[Work task]: Please reproduce exactly the lines from the start of the records through the one containing "governing each service.", and nothing more.

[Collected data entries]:
-------------------------

// crates/toolgate-governance/src/registry.rs
// ============================================================================
// Module: Governance Registry
// Description: Registry of per-service governance protocol instances.
// Purpose: Locate and serialize access to the instance governing each service.
// Dependencies: toolgate-core, std::sync
// ============================================================================

//! ## Overview
//! The registry owns one [`ServiceGovernance`] instance per service,
//! created when the control plane attaches a governance binding. Each
//! instance carries its own lock so mutations on different services proceed
//! independently while operations on one instance serialize.

// ============================================================================
// SECTION: Imports
// ============================================================================

use std::collections::BTreeMap;
use std::sync::Arc;
use std::sync::Mutex;

use toolgate_core::GovernanceId;
use toolgate_core::ServiceName;

use crate::protocol::ServiceGovernance;

// ============================================================================
// SECTION: Registry
// ============================================================================

/// Shared handle to one governance instance.
pub type SharedGovernance = Arc<Mutex<ServiceGovernance>>;

/// Registry of governance instances keyed by service name.
///
/// # Invariants
/// - At most one instance exists per service; re-attaching with the same
///   identifier is a no-op, while a new identifier starts a fresh instance.
#[derive(Debug, Default)]
pub struct GovernanceRegistry {
    /// Instance map guarded by a registry-level lock.
    instances: Mutex<BTreeMap<ServiceName, SharedGovernance>>,
}

impl GovernanceRegistry {
    /// Creates an empty registry.
    #[must_use]
    pub fn new() -> Self {
        Self::default()
    }

    /// Attaches a governance instance to a service, creating it when absent.
    ///
    /// Returns the instance handle. Re-attaching with the same identifier
    /// keeps the instance state; a different identifier starts a fresh
    /// protocol instance and discards prior requests.
    pub fn attach(&self, service: ServiceName, governance_id: GovernanceId) -> SharedGovernance {
        let mut instances = lock_unpoisoned(&self.instances);
        if let Some(existing) = instances.get(&service) {
            let handle = Arc::clone(existing);
            drop(instances);
            let mut instance = lock_unpoisoned(&handle);
            if instance.governance_id() != &governance_id {
                *instance = rebind(&instance, governance_id);
            }
            drop(instance);
            return handle;
        }
        let handle = Arc::new(Mutex::new(ServiceGovernance::new(service.clone(), governance_id)));
        instances.insert(service, Arc::clone(&handle));
        handle
    }

    /// Returns the instance governing a service, when attached.
    #[must_use]
    pub fn instance(&self, service: &ServiceName) -> Option<SharedGovernance> {
        lock_unpoisoned(&self.instances).get(service).map(Arc::clone)
    }

    /// Returns the services with an attached instance.
    #[must_use]
    pub fn services(&self) -> Vec<ServiceName> {
        lock_unpoisoned(&self.instances).keys().cloned().collect()
    }
}

// ============================================================================
// SECTION: Helpers
// ============================================================================

/// Locks a mutex, recovering the inner value if a holder panicked.
fn lock_unpoisoned<T>(mutex: &Mutex<T>) -> std::sync::MutexGuard<'_, T> {
    match mutex.lock() {
        Ok(guard) => guard,
        Err(poisoned) => poisoned.into_inner(),
    }
}

/// Rebuilds an instance with a fresh binding identifier.
///
/// Request state is not carried over: a rebind represents a new protocol
/// instance on the governance evaluator.
fn rebind(instance: &ServiceGovernance, governance_id: GovernanceId) -> ServiceGovernance {
    ServiceGovernance::new(instance.service().clone(), governance_id)
}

-------------------------

[Solution for this exercise]:
// crates/toolgate-governance/src/registry.rs
// ============================================================================
// Module: Governance Registry
// Description: Registry of per-service governance protocol instances.
// Purpose: Locate and serialize access to the instance governing each service.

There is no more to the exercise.